### Task objective
Each line of the data that includes the string "Option" is to be copied out.

--*--

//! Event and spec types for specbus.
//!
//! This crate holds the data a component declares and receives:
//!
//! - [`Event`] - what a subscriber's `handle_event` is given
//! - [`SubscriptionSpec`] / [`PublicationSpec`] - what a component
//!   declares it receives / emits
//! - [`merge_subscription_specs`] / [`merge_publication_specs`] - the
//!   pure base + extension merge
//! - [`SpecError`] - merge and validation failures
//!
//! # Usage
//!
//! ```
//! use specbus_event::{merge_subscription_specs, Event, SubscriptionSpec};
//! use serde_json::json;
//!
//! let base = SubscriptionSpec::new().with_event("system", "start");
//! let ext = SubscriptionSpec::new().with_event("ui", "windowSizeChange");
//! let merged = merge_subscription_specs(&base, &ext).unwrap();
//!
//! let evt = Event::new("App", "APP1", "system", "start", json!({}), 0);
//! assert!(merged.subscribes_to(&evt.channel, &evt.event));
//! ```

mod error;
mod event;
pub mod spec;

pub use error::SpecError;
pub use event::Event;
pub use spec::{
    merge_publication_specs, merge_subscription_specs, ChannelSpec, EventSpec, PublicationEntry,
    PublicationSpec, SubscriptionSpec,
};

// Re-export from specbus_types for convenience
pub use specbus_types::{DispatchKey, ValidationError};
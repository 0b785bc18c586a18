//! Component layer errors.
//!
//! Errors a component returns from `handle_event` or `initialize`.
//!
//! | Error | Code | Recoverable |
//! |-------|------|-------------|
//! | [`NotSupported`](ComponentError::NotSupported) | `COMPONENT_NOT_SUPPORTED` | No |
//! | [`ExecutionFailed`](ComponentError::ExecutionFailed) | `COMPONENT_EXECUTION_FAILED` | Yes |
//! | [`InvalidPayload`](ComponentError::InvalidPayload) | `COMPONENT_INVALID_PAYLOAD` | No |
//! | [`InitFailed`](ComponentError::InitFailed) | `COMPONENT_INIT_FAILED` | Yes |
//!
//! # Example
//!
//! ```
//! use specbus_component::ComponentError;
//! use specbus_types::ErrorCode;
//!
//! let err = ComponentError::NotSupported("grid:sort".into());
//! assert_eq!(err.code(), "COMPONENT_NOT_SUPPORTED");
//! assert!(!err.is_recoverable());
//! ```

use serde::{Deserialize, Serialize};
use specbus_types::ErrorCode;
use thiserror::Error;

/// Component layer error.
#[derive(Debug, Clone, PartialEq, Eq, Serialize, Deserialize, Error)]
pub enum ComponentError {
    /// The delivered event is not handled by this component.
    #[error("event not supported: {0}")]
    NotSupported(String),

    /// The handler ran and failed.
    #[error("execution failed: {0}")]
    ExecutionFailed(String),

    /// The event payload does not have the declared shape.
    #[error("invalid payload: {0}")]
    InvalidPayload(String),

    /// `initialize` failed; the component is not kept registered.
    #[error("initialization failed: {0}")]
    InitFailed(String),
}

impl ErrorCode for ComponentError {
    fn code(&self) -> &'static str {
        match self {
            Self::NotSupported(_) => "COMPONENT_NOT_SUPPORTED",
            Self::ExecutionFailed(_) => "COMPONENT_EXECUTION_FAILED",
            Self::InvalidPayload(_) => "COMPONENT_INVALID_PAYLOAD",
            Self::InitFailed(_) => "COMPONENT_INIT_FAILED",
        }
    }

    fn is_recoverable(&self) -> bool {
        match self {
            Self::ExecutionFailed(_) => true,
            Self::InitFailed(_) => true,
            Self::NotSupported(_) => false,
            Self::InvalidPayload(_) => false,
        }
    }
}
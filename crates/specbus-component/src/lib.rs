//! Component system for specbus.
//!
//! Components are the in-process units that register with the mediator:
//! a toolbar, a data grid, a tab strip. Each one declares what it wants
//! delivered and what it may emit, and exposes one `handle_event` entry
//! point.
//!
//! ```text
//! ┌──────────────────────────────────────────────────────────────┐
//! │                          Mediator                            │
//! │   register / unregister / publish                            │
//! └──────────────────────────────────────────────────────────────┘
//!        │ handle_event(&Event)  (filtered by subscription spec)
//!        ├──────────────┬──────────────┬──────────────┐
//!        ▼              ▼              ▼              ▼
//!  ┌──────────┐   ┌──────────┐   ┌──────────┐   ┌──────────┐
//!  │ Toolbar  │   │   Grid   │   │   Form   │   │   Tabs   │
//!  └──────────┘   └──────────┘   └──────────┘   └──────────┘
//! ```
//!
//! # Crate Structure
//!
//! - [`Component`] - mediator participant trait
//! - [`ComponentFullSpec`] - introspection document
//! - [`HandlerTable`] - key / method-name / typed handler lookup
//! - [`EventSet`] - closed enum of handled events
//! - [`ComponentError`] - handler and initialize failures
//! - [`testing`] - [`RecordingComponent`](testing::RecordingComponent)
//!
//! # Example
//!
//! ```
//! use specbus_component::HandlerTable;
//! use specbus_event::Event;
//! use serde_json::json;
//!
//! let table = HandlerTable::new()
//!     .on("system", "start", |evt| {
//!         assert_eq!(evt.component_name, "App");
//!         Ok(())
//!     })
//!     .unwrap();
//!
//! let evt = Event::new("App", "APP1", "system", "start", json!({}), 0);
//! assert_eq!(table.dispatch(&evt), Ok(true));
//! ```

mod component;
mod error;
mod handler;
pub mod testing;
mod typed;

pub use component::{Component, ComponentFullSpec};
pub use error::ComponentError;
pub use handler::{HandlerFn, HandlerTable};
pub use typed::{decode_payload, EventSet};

--*--

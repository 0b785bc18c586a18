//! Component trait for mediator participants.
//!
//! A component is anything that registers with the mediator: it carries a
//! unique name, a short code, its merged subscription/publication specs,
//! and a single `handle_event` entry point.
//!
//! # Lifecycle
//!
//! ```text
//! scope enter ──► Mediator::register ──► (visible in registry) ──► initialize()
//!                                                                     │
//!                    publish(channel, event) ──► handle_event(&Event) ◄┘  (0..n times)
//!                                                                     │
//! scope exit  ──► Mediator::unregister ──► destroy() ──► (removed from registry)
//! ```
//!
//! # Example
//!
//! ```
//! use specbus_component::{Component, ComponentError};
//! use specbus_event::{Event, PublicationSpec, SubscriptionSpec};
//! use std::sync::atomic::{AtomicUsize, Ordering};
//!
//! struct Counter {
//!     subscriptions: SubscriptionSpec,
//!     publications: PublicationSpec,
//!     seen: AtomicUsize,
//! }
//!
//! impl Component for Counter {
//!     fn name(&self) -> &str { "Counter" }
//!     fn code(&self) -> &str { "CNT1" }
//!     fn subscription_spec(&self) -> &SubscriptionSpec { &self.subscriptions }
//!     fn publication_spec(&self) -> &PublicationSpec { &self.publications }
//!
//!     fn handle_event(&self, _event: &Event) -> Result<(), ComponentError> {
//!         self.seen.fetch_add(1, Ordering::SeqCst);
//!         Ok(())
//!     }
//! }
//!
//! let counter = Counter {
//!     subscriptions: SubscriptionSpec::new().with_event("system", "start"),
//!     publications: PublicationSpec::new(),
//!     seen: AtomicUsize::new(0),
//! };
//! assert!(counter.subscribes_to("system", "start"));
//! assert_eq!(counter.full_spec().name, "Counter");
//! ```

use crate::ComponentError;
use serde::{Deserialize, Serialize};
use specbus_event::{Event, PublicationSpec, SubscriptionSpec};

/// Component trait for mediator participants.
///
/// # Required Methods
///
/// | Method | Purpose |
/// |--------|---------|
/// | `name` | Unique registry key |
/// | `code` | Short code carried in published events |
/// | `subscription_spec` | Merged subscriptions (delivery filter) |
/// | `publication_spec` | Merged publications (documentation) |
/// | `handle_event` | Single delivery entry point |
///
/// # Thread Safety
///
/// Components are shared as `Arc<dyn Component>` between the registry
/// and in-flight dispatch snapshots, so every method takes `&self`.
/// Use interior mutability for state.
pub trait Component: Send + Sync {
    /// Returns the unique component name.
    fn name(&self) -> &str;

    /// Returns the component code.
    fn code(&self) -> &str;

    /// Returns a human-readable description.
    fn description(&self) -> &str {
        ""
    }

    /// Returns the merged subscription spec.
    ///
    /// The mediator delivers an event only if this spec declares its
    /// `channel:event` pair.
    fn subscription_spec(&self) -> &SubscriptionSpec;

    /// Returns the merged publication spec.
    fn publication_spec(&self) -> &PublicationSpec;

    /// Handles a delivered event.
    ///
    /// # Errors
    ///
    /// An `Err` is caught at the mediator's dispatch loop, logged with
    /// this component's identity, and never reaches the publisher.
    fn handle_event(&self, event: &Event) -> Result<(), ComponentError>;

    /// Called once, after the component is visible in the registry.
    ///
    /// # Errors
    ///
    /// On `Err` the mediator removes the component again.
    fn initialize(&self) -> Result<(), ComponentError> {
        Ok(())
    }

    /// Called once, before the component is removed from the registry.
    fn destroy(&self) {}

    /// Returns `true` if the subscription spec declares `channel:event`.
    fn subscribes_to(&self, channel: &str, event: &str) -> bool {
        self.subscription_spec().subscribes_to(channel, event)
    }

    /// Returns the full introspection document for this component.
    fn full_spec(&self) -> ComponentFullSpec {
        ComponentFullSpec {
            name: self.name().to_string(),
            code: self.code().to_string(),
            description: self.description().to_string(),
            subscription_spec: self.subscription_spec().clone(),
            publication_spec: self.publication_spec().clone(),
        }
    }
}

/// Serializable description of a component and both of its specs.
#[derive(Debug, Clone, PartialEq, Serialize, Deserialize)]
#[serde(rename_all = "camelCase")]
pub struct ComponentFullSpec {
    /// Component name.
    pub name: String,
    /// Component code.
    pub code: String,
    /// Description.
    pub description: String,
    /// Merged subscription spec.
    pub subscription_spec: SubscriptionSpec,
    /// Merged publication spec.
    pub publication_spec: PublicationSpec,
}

--*--

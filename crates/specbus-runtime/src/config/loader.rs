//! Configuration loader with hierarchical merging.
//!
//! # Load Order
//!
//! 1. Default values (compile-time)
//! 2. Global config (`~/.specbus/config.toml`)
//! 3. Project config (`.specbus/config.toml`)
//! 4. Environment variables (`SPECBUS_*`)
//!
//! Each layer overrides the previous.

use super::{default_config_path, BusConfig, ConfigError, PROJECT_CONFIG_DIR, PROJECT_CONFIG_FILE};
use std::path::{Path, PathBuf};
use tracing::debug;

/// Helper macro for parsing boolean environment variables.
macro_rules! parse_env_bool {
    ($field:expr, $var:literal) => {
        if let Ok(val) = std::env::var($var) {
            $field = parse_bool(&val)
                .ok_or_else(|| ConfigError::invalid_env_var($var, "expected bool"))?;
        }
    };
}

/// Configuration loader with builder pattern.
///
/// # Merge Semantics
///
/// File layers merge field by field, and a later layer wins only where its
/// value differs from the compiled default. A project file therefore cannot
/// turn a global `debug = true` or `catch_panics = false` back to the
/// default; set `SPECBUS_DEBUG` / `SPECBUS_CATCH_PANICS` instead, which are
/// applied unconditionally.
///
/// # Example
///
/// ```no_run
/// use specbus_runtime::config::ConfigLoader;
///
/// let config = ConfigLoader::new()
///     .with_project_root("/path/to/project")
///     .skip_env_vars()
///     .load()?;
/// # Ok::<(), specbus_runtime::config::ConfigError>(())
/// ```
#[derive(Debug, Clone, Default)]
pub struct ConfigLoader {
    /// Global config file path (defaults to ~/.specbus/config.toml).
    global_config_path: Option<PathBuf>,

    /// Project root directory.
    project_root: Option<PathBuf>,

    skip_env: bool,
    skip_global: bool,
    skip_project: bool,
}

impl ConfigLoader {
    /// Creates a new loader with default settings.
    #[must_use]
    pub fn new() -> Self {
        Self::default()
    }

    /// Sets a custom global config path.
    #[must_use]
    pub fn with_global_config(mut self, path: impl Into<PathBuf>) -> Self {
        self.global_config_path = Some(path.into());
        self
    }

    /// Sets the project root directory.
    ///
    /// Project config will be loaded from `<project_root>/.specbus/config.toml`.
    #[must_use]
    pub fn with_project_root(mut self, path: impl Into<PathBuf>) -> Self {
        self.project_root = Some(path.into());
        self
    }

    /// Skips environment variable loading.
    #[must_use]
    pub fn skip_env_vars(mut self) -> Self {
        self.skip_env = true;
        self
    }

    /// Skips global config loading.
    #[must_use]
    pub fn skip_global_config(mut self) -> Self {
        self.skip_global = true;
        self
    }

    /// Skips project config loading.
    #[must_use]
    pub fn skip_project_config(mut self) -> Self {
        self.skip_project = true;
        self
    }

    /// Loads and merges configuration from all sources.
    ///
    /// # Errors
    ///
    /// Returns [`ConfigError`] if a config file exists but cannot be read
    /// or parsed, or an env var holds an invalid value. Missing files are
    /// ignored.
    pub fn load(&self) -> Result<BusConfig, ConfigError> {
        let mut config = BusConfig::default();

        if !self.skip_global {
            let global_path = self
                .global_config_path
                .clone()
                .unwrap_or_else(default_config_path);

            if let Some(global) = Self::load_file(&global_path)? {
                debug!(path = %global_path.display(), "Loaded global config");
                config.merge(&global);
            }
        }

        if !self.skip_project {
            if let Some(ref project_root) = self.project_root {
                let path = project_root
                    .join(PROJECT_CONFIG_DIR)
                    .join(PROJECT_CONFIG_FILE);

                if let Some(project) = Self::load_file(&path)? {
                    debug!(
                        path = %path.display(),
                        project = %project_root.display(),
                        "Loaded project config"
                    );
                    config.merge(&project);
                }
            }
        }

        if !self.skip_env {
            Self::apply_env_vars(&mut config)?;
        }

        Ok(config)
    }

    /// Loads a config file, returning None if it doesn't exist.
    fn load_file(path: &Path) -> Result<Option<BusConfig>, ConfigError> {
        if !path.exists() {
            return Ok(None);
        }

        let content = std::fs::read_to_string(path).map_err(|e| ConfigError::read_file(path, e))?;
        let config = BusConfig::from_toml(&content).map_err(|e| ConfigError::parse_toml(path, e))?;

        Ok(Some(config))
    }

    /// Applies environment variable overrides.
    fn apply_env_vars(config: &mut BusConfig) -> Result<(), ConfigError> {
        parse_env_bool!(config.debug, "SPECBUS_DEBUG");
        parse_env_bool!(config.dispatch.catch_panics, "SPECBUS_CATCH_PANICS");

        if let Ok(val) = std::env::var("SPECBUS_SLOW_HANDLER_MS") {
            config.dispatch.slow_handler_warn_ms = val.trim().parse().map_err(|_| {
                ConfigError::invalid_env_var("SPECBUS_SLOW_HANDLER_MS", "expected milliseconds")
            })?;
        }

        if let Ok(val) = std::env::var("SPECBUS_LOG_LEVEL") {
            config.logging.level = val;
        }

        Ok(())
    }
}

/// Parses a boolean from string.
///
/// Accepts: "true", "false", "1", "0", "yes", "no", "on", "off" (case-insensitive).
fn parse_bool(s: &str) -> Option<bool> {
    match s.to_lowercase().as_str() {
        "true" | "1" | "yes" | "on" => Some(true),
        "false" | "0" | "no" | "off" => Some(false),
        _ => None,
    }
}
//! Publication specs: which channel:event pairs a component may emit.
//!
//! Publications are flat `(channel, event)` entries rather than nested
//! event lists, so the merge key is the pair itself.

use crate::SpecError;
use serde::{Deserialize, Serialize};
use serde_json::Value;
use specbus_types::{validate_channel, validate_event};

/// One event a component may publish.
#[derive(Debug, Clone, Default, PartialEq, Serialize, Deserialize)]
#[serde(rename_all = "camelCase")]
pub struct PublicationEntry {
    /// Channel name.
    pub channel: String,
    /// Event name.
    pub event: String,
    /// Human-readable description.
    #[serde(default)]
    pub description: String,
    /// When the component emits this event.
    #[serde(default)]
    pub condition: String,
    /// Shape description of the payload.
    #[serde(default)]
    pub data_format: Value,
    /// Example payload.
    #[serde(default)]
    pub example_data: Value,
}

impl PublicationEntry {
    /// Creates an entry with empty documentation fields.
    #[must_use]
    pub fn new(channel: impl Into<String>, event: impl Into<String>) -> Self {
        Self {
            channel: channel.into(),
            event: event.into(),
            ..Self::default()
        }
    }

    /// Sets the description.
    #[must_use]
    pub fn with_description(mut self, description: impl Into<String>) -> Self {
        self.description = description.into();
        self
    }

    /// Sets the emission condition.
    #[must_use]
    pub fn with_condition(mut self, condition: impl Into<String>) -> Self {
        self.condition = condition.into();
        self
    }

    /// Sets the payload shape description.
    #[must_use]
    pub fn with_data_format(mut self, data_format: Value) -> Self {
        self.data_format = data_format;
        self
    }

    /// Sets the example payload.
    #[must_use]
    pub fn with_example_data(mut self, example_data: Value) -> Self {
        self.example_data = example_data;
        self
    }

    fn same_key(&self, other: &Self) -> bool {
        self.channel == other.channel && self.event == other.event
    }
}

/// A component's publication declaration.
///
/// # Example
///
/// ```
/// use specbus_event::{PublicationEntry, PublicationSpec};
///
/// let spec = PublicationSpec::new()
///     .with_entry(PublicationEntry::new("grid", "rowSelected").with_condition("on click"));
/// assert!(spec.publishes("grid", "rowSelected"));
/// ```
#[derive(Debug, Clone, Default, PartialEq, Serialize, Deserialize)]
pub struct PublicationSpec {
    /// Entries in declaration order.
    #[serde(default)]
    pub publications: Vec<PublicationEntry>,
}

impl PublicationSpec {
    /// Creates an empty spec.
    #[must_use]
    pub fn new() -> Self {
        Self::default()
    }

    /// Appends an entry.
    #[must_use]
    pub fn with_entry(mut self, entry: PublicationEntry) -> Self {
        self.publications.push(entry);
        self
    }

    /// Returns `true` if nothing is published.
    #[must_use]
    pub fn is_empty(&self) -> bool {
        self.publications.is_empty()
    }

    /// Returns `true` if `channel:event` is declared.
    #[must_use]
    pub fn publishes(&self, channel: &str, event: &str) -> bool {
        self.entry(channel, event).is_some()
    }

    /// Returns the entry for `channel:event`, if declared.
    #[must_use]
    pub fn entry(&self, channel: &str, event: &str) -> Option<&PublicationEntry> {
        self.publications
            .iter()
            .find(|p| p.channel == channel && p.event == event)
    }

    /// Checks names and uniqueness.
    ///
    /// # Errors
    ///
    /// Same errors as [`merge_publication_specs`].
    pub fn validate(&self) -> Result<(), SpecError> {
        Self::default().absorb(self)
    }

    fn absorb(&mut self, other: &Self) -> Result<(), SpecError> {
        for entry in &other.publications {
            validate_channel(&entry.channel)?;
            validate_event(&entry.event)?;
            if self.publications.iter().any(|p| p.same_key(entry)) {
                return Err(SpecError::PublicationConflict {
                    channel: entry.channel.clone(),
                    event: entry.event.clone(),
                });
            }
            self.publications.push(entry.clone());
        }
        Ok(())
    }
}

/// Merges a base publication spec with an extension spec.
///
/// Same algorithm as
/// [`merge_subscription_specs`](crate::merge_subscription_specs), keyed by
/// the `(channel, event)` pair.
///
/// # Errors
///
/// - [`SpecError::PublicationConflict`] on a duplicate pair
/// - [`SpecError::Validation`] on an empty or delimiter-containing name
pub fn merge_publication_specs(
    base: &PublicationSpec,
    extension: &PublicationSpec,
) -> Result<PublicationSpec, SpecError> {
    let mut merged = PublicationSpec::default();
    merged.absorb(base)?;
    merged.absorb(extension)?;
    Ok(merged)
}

--*--

### The completed task
    global_config_path: Option<PathBuf>,
    project_root: Option<PathBuf>,
    fn load_file(path: &Path) -> Result<Option<BusConfig>, ConfigError> {
fn parse_bool(s: &str) -> Option<bool> {
    pub fn entry(&self, channel: &str, event: &str) -> Option<&PublicationEntry> {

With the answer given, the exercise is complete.